I suddenly felt on guard.
“My daughter needs to be at work at the same time that her evaluation is scheduled and I was wondering if we could trade times with one of your children.”
Anxiety immediately crept in. With these appointments being only two days away, everything was already planned. This particular, much in demand evaluator, was scheduled to come to my home to evaluate my children, as required by our state law. In exchange, I had agreed to allow him to invite other homeschoolers to fill a time slot of seven, one-hour evaluations per day. Having five children who needed evaluating, this worked perfectly for me. The two outsiders would come at the end of the day, just when my children’s ability to sit still had diminished.
I quickly surmised that this old acquaintance was assuming that I would accommodate her need. My stress level was rising as I found myself caught between two choices. Do I say yes and make life easier for this woman, but in so doing, inconvenience my own family? Or do I say no and risk offending her?
I hesitated in a response, indirectly prompting Mrs. Jones to further explain her situation, thus giving me more time to ponder what I should do. (“…He that refraineth his lips is wise.” Prov. 10:19)
“Actually, I had the days mixed up,” she continued. The schedules had been mailed to her months in advance. “I guess I should have checked it before.” By keeping silent and not giving her an immediate answer, she was beginning to feel awkward and continued rationalizing why she needed to change her time. I was also quickly coming to the conclusion that it was not a matter of life and death, but rather one of poor planning on her part. She was really hoping that I would make her life easier with just this one phone call.

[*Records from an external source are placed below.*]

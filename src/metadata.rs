//! Deterministic model metadata synthesis.
//!
//! The local protocol expects every model to report a size, a parameter count
//! and a quantization level. The upstream protocol reports none of those, so
//! they are synthesized: well-known identifiers get fixed values, everything
//! else is bucketed by a rolling hash so the same identifier always reports
//! the same shape.

/// Synthesized (size, parameter count, quantization) triple for a model id.
#[derive(Debug, Clone, Copy, PartialEq, Eq)]
pub struct ModelMetadata {
    /// Claimed size in bytes.
    pub size: u64,
    /// Parameter-count label, e.g. `"20B"`.
    pub parameter_size: &'static str,
    /// Quantization label; always `"Q4_K_M"`.
    pub quantization_level: &'static str,
}

const QUANTIZATION: &str = "Q4_K_M";

/// Fixed values for identifiers clients commonly probe for.
const KNOWN_MODELS: &[(&str, u64, &str)] = &[
    ("gpt-4", 8_500_000_000, "175B"),
    ("gpt-4-turbo", 7_200_000_000, "175B"),
    ("gpt-3.5-turbo", 4_200_000_000, "20B"),
    ("gpt-4o", 6_800_000_000, "175B"),
    ("gpt-4o-mini", 2_100_000_000, "8B"),
    ("claude", 5_500_000_000, "70B"),
    ("gemini", 4_800_000_000, "30B"),
];

/// Hash buckets for unknown identifiers, smallest model first.
const SIZE_BUCKETS: &[(u64, &str)] = &[
    (2_100_000_000, "8B"),
    (4_200_000_000, "20B"),
    (6_800_000_000, "70B"),
    (8_500_000_000, "175B"),
];

/// Map a model identifier to a plausible metadata triple.
///
/// Pure and deterministic: the same id always yields the same triple.
pub fn synthesize(model_id: &str) -> ModelMetadata {
    if let Some((_, size, param)) = KNOWN_MODELS.iter().find(|(id, _, _)| *id == model_id) {
        return ModelMetadata {
            size: *size,
            parameter_size: param,
            quantization_level: QUANTIZATION,
        };
    }

    // 32-bit signed rolling hash (h * 31 + code unit), left to right over
    // UTF-16 code units, so non-BMP characters hash as surrogate pairs.
    let hash = model_id
        .encode_utf16()
        .fold(0i32, |h, u| h.wrapping_mul(31).wrapping_add(i32::from(u)));
    let idx = (hash.unsigned_abs() as usize) % SIZE_BUCKETS.len();
    let (size, param) = SIZE_BUCKETS[idx];

    ModelMetadata {
        size,
        parameter_size: param,
        quantization_level: QUANTIZATION,
    }
}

If I simply said yes, then she would not need to have her daughter change her work hours nor call someone else to exchange days or times. However, for the sake of her comfort, I would be inconveniencing my family and myself, upsetting our time schedules, rearranging our plans, causing my own children to have to be quiet and sit still longer than necessary, and interfere with our family lunch plans. The added time restraints would also increase the stress and pressure of an already demanding day, a factor I was attempting to minimize by offering my home as an “evaluation station.”
The Lord was indeed gracious to give me these insights with such a small amount of time to think. His compassion was further extended in granting me the grace to explain why I could not comply, and then being able to offer her alternatives.
As I hung up the phone, instead of feeling guilty for not helping her out, I experienced a tremendous amount of peace. At the risk of offending, I had put my family first. For some, this request may have been a small matter. But for me, it would have been a major concern.